The flexible deployment of cognitive control is essential for adaptive functioning in dynamic environments given limited cognitive resources. That flexibility depends on rapid detection and resolution of control- prediction errors (CPEs) when current demands diverge from the control plan. Deficits in control and control flexibility are common in psychiatric disorders, yet targeted interventions are limited by incomplete circuit- level understanding and limited means for modulating control circuits .

We analyzed two intracranial electroencephalography datasets (one with brief internal capsule stimulation, ICS) to identify a human neurocomputational mechanism for CPE resolution and to test its modifiability. A third dataset of patients receiving internal capsule deep brain stimulation (IC DBS) assessed clinical relevance of modifying CPE-related processes. Phase-amplitude coupling (PAC) anchored to the θ phase of right rostral anterior cingulate cortex (rACC-R), especially θ- γ coupling between rACC-R and nodes of the cognitive control network (dorsolateral prefrontal cortex, dlPFC; dorsal ACC, dACC), was associated with faster CPE resolution. An adaptive drift-diffusion model indicated that ICS improves control flexibility specifically under high CPE, and mediation analyses showed that this behavioral improvement is mediated by CPE-dependent increases in rACC-R θ-centered PAC.

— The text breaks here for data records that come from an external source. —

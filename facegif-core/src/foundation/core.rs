use crate::foundation::error::{FaceError, FaceResult};

/// Frame duration used when the caller does not supply one.
pub const DEFAULT_FRAME_DURATION_MS: u32 = 1000;

/// Longest representable frame duration. GIF stores delays as u16 centiseconds.
pub const MAX_FRAME_DURATION_MS: u32 = u16::MAX as u32 * 10;

/// Largest accepted canvas edge in pixels.
pub const MAX_CANVAS_DIM: u32 = 4096;

/// Most frames one animation may hold. Every frame is buffered until the GIF is encoded.
pub const MAX_SEEDS: usize = 64;

#[derive(
    Clone, Copy, Debug, PartialEq, Eq, PartialOrd, Ord, Hash, serde::Serialize, serde::Deserialize,
)]
pub struct FrameIndex(pub u64);

#[derive(Clone, Copy, Debug, PartialEq, Eq, Hash, serde::Serialize, serde::Deserialize)]
pub struct Canvas {
    pub width: u32,
    pub height: u32,
}

impl Canvas {
    pub fn new(width: u32, height: u32) -> FaceResult<Self> {
        if width == 0 || height == 0 {
            return Err(FaceError::catalog("canvas width/height must be > 0"));
        }
        if width > MAX_CANVAS_DIM || height > MAX_CANVAS_DIM {
            return Err(FaceError::catalog(format!(
                "canvas too large: {width}x{height} (max {MAX_CANVAS_DIM}x{MAX_CANVAS_DIM})"
            )));
        }
        Ok(Self { width, height })
    }

    pub fn pixel_count(self) -> usize {
        (self.width as usize) * (self.height as usize)
    }
}

/// Per-frame display time, validated to `1..=MAX_FRAME_DURATION_MS` milliseconds.
#[derive(Clone, Copy, Debug, PartialEq, Eq, PartialOrd, Ord, Hash)]
pub struct FrameDuration(u32);

impl FrameDuration {
    /// Validate a caller-supplied duration. Out-of-range values are rejected, never clamped.
    pub fn new(ms: i64) -> FaceResult<Self> {
        if ms <= 0 {
            return Err(FaceError::invalid_duration(format!(
                "duration must be a positive number of milliseconds, got {ms}"
            )));
        }
        if ms > i64::from(MAX_FRAME_DURATION_MS) {
            return Err(FaceError::invalid_duration(format!(
                "duration {ms}ms exceeds the maximum of {MAX_FRAME_DURATION_MS}ms"
            )));
        }
        Ok(Self(ms as u32))
    }

    pub fn as_millis(self) -> u32 {
        self.0
    }

    /// Delay in the GIF's native unit: nearest centisecond, never below one.
    ///
    /// Rounds rather than truncates so the stored delay is within 5ms of the request (15ms
    /// plays as 20ms, not 10ms); the floor keeps players from substituting their own default.
    pub fn as_centis(self) -> u16 {
        ((self.0 + 5) / 10).clamp(1, u32::from(u16::MAX)) as u16
    }
}

impl Default for FrameDuration {
    fn default() -> Self {
        Self(DEFAULT_FRAME_DURATION_MS)
    }
}

#[cfg(test)]
#[path = "../../tests/unit/foundation/core.rs"]
mod tests;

In a psychiatric cohort (N=14; primarily treatment-resistant depression, TRD) with IC DBS, enhanced control flexibility, rather than CPE-independent general cognitive control, was strongly associated with clinical response (AUC = 0.90), suggesting both a behavioral flexibility index and rACC-R PAC as candidate biomarkers for DBS optimization.

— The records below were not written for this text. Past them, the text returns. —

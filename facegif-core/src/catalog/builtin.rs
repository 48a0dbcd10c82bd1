//! The stock face palette.
//!
//! | z | category    | kind  | options |
//! |---|-------------|-------|---------|
//! | 0 | `skin`      | paint | 6       |
//! | 1 | `shape`     | layer | 4       |
//! | 2 | `brows`     | layer | 4       |
//! | 3 | `eyes`      | layer | 6       |
//! | 4 | `mouth`     | layer | 5       |
//! | 5 | `accessory` | layer | 5       |
//!
//! 6 * 4 * 4 * 6 * 5 * 5 = 14,400 combinations. Option order is part of the seed compatibility
//! contract: reordering or inserting options changes the face of every existing seed.

use crate::{
    catalog::model::{Category, CategoryKind, ComponentCatalog, ComponentOption},
    foundation::core::Canvas,
    foundation::error::FaceResult,
};

/// Combination count of [`ComponentCatalog::builtin`].
pub const BUILTIN_COMBINATIONS: u64 = 14_400;

const CANVAS: Canvas = Canvas {
    width: 400,
    height: 480,
};

const SKIN: &[(&str, &str)] = &[
    ("peach", "#f9d5b5"),
    ("tan", "#e0ac69"),
    ("olive", "#c68642"),
    ("brown", "#8d5524"),
    ("mint", "#a8e6cf"),
    ("lilac", "#cdb4db"),
];

const SHAPE: &[(&str, &str)] = &[
    (
        "round",
        r##"<circle cx="200" cy="270" r="150" fill="{skin}" stroke="#2b2b2b" stroke-width="6"/>"##,
    ),
    (
        "square",
        r##"<rect x="60" y="130" width="280" height="280" rx="60" fill="{skin}" stroke="#2b2b2b" stroke-width="6"/>"##,
    ),
    (
        "oval",
        r##"<ellipse cx="200" cy="270" rx="125" ry="165" fill="{skin}" stroke="#2b2b2b" stroke-width="6"/>"##,
    ),
    (
        "wide",
        r##"<ellipse cx="200" cy="280" rx="170" ry="135" fill="{skin}" stroke="#2b2b2b" stroke-width="6"/>"##,
    ),
];

const BROWS: &[(&str, &str)] = &[
    ("none", "<g/>"),
    (
        "flat",
        r##"<path d="M115 195 H175 M225 195 H285" fill="none" stroke="#2b2b2b" stroke-width="8" stroke-linecap="round"/>"##,
    ),
    (
        "raised",
        r##"<path d="M115 200 Q145 175 175 200 M225 200 Q255 175 285 200" fill="none" stroke="#2b2b2b" stroke-width="8" stroke-linecap="round"/>"##,
    ),
    (
        "angry",
        r##"<path d="M115 185 L175 205 M225 205 L285 185" fill="none" stroke="#2b2b2b" stroke-width="8" stroke-linecap="round"/>"##,
    ),
];

const EYES: &[(&str, &str)] = &[
    (
        "dots",
        r##"<circle cx="145" cy="235" r="12" fill="#2b2b2b"/><circle cx="255" cy="235" r="12" fill="#2b2b2b"/>"##,
    ),
    (
        "big",
        r##"<g stroke="#2b2b2b" stroke-width="5"><circle cx="145" cy="235" r="26" fill="#ffffff"/><circle cx="255" cy="235" r="26" fill="#ffffff"/></g><circle cx="150" cy="238" r="11" fill="#2b2b2b"/><circle cx="260" cy="238" r="11" fill="#2b2b2b"/>"##,
    ),
    (
        "closed",
        r##"<path d="M125 235 Q145 252 165 235 M235 235 Q255 252 275 235" fill="none" stroke="#2b2b2b" stroke-width="7" stroke-linecap="round"/>"##,
    ),
    (
        "wink",
        r##"<circle cx="145" cy="235" r="12" fill="#2b2b2b"/><path d="M235 235 Q255 252 275 235" fill="none" stroke="#2b2b2b" stroke-width="7" stroke-linecap="round"/>"##,
    ),
    (
        "sleepy",
        r##"<path d="M120 232 A25 25 0 0 0 170 232 Z M230 232 A25 25 0 0 0 280 232 Z" fill="#2b2b2b"/><path d="M118 232 H172 M228 232 H282" stroke="#2b2b2b" stroke-width="6" stroke-linecap="round"/>"##,
    ),
    (
        "ring",
        r##"<g fill="#ffffff" stroke="#2b2b2b" stroke-width="8"><circle cx="145" cy="235" r="16"/><circle cx="255" cy="235" r="16"/></g>"##,
    ),
];

const MOUTH: &[(&str, &str)] = &[
    (
        "smile",
        r##"<path d="M150 320 Q200 370 250 320" fill="none" stroke="#2b2b2b" stroke-width="8" stroke-linecap="round"/>"##,
    ),
    (
        "grin",
        r##"<path d="M140 315 Q200 395 260 315 Z" fill="#7a2e2e" stroke="#2b2b2b" stroke-width="6" stroke-linejoin="round"/>"##,
    ),
    (
        "flat",
        r##"<path d="M160 340 H240" fill="none" stroke="#2b2b2b" stroke-width="8" stroke-linecap="round"/>"##,
    ),
    (
        "o",
        r##"<ellipse cx="200" cy="340" rx="18" ry="24" fill="#7a2e2e" stroke="#2b2b2b" stroke-width="6"/>"##,
    ),
    (
        "frown",
        r##"<path d="M150 355 Q200 310 250 355" fill="none" stroke="#2b2b2b" stroke-width="8" stroke-linecap="round"/>"##,
    ),
];

const ACCESSORY: &[(&str, &str)] = &[
    ("none", "<g/>"),
    (
        "party_hat",
        r##"<path d="M200 40 L250 150 H150 Z" fill="#ff6f91" stroke="#2b2b2b" stroke-width="6" stroke-linejoin="round"/><circle cx="200" cy="40" r="14" fill="#ffd166" stroke="#2b2b2b" stroke-width="5"/>"##,
    ),
    (
        "bow",
        r##"<path d="M200 120 L150 90 V150 Z M200 120 L250 90 V150 Z" fill="#ef476f" stroke="#2b2b2b" stroke-width="5" stroke-linejoin="round"/><circle cx="200" cy="120" r="12" fill="#ef476f" stroke="#2b2b2b" stroke-width="5"/>"##,
    ),
    (
        "glasses",
        r##"<g fill="none" stroke="#2b2b2b" stroke-width="6"><circle cx="145" cy="235" r="34"/><circle cx="255" cy="235" r="34"/><path d="M179 235 H221"/></g>"##,
    ),
    (
        "crown",
        r##"<path d="M130 140 L140 60 L175 105 L200 45 L225 105 L260 60 L270 140 Z" fill="#ffd166" stroke="#2b2b2b" stroke-width="6" stroke-linejoin="round"/>"##,
    ),
];

fn category(name: &str, kind: CategoryKind, options: &[(&str, &str)]) -> Category {
    Category {
        name: name.to_string(),
        kind,
        options: options
            .iter()
            .map(|&(id, value)| ComponentOption::new(id, value))
            .collect(),
    }
}

impl ComponentCatalog {
    /// The stock 400x480 palette with [`BUILTIN_COMBINATIONS`] faces.
    pub fn builtin() -> FaceResult<Self> {
        Self::new(
            CANVAS,
            vec![
                category("skin", CategoryKind::Paint, SKIN),
                category("shape", CategoryKind::Layer, SHAPE),
                category("brows", CategoryKind::Layer, BROWS),
                category("eyes", CategoryKind::Layer, EYES),
                category("mouth", CategoryKind::Layer, MOUTH),
                category("accessory", CategoryKind::Layer, ACCESSORY),
            ],
        )
    }
}

#[cfg(test)]
#[path = "../../tests/unit/catalog/builtin.rs"]
mod tests;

These findings identify a rACC-centered, θ phase-based coordination of the cognitive control network as a neurocomputational substrate of flexible control. They demonstrate that capsule stimulation selectively augments this substrate when flexibility is required, and establish flexibility, rather than general control, as the feature that tracks therapeutic benefit in TRD. Together, they suggest actionable biomarkers to guide, personalize, and potentially enable closed-loop neuromodulation for disorders marked by cognitive rigidity.